**Work request:**
Work out how many lines of the listing hold "Clone" and return that number by itself.
**** Data provided ****
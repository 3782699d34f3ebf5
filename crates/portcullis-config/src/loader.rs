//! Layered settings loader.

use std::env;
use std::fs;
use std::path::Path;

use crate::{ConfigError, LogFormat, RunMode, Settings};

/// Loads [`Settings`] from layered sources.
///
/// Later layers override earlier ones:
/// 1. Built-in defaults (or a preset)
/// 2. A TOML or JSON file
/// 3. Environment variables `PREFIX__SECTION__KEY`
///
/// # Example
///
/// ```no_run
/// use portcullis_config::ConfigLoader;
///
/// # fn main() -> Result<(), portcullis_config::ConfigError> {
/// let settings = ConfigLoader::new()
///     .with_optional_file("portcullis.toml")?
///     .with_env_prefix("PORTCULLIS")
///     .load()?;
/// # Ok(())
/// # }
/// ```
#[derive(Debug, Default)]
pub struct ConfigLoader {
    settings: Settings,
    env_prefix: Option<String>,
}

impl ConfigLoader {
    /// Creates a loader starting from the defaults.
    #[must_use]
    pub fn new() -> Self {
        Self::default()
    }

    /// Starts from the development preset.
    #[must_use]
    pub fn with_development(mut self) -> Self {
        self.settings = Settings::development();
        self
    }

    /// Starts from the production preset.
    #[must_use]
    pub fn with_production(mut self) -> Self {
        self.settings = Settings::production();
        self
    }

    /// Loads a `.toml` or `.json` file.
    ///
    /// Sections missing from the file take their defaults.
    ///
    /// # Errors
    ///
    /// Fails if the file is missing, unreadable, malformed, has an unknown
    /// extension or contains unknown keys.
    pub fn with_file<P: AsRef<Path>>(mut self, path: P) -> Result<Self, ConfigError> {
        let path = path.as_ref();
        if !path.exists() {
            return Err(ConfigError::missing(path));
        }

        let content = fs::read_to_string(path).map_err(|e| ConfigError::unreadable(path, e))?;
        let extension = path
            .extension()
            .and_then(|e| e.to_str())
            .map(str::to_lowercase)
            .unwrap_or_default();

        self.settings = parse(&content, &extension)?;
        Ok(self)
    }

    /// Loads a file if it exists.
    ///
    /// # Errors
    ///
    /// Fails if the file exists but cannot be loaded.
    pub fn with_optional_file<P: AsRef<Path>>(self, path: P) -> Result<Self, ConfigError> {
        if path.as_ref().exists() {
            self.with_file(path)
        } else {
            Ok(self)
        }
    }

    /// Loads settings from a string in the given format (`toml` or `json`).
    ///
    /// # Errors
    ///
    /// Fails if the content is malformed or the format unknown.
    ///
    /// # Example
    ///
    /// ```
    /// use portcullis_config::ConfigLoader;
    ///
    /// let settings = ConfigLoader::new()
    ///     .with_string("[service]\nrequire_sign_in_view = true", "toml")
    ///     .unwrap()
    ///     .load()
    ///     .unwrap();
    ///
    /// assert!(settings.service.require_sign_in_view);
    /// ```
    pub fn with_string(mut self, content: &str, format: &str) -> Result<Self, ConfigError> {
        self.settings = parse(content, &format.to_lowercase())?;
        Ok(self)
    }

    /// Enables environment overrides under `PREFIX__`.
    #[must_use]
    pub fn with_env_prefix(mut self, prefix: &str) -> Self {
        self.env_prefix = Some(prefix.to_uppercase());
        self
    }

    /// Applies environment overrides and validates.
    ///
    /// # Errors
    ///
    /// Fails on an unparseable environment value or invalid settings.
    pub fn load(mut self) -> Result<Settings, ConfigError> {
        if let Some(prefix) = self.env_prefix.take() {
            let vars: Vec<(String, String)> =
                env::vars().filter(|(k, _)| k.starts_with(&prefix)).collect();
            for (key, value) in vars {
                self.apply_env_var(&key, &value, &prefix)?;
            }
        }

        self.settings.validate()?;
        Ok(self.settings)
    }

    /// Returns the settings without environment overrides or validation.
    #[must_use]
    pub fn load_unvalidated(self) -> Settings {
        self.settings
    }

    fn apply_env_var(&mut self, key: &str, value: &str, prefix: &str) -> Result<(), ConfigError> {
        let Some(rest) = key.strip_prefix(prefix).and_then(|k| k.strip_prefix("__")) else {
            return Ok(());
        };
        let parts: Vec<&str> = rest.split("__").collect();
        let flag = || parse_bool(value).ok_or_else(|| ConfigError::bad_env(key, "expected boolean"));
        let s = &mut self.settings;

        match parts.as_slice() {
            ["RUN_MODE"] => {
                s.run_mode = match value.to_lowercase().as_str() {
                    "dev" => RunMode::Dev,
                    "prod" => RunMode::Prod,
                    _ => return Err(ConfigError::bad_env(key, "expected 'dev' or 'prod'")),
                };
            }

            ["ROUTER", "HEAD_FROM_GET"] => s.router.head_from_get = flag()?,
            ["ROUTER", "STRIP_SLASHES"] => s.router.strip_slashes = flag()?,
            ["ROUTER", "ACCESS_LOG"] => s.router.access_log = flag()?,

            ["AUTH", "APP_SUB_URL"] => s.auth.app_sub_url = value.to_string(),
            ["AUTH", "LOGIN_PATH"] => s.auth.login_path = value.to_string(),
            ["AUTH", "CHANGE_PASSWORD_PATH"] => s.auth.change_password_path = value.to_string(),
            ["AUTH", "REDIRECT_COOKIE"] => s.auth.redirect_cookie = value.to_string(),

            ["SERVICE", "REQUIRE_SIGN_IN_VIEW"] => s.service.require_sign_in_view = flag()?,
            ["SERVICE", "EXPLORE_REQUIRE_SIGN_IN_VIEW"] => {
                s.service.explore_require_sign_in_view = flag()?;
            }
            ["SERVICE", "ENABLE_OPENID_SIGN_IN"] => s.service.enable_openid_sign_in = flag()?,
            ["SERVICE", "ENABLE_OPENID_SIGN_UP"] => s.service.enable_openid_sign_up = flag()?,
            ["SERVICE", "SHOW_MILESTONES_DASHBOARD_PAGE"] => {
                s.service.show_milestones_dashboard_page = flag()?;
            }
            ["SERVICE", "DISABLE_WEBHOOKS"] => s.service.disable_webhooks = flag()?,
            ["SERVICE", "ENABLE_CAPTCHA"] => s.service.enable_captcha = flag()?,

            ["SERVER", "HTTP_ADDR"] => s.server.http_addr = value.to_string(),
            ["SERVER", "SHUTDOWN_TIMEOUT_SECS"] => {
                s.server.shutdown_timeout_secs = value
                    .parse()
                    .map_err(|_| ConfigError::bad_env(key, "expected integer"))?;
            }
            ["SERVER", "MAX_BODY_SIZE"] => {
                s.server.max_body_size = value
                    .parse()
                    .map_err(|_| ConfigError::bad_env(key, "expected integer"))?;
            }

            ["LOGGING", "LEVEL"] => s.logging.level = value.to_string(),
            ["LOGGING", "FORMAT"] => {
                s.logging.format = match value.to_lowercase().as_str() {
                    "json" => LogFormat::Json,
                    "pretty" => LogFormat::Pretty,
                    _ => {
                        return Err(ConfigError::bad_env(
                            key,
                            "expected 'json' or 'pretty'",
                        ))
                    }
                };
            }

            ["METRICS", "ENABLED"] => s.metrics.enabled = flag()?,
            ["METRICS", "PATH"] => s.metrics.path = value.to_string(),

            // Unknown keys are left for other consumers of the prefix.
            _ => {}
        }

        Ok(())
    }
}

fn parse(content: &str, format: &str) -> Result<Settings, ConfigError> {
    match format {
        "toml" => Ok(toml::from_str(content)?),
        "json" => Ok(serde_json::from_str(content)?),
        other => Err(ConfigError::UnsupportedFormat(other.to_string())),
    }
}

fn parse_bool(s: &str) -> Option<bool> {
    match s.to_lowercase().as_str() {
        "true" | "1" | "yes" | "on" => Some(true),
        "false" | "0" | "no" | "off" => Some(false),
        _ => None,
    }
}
****
**** Data provided ****
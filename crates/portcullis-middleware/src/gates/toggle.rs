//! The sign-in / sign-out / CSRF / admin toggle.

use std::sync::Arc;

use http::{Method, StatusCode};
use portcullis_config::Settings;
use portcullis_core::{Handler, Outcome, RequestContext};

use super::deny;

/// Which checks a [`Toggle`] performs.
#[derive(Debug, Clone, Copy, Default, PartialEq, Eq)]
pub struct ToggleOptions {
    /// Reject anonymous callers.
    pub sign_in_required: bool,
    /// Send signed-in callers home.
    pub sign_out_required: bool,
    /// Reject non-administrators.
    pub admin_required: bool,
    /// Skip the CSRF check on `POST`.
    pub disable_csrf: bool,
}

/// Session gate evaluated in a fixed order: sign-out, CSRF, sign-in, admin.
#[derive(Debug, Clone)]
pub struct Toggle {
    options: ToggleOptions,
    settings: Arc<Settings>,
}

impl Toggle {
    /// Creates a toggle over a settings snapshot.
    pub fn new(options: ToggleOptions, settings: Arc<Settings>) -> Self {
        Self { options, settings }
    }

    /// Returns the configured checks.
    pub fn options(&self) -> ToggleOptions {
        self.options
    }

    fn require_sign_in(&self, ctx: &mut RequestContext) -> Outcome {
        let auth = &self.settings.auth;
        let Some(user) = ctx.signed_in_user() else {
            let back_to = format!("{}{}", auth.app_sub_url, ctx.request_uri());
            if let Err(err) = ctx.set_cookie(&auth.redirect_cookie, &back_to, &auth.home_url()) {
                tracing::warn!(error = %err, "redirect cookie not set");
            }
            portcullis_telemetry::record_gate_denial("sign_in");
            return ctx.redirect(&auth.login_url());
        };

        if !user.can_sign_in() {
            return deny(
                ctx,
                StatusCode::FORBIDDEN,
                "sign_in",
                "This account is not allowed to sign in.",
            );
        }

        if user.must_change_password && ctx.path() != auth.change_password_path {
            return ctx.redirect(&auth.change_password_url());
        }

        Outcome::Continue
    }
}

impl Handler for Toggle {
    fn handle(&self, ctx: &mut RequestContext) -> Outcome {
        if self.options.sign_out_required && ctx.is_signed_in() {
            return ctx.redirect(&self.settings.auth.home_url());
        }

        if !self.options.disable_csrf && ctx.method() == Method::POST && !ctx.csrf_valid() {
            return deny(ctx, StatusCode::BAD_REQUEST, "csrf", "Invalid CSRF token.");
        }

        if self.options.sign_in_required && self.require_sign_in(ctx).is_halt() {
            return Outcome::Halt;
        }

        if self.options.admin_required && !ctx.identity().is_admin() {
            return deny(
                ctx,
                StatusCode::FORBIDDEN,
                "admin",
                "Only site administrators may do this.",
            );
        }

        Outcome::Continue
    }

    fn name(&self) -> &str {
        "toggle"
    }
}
****
**Your response:**
2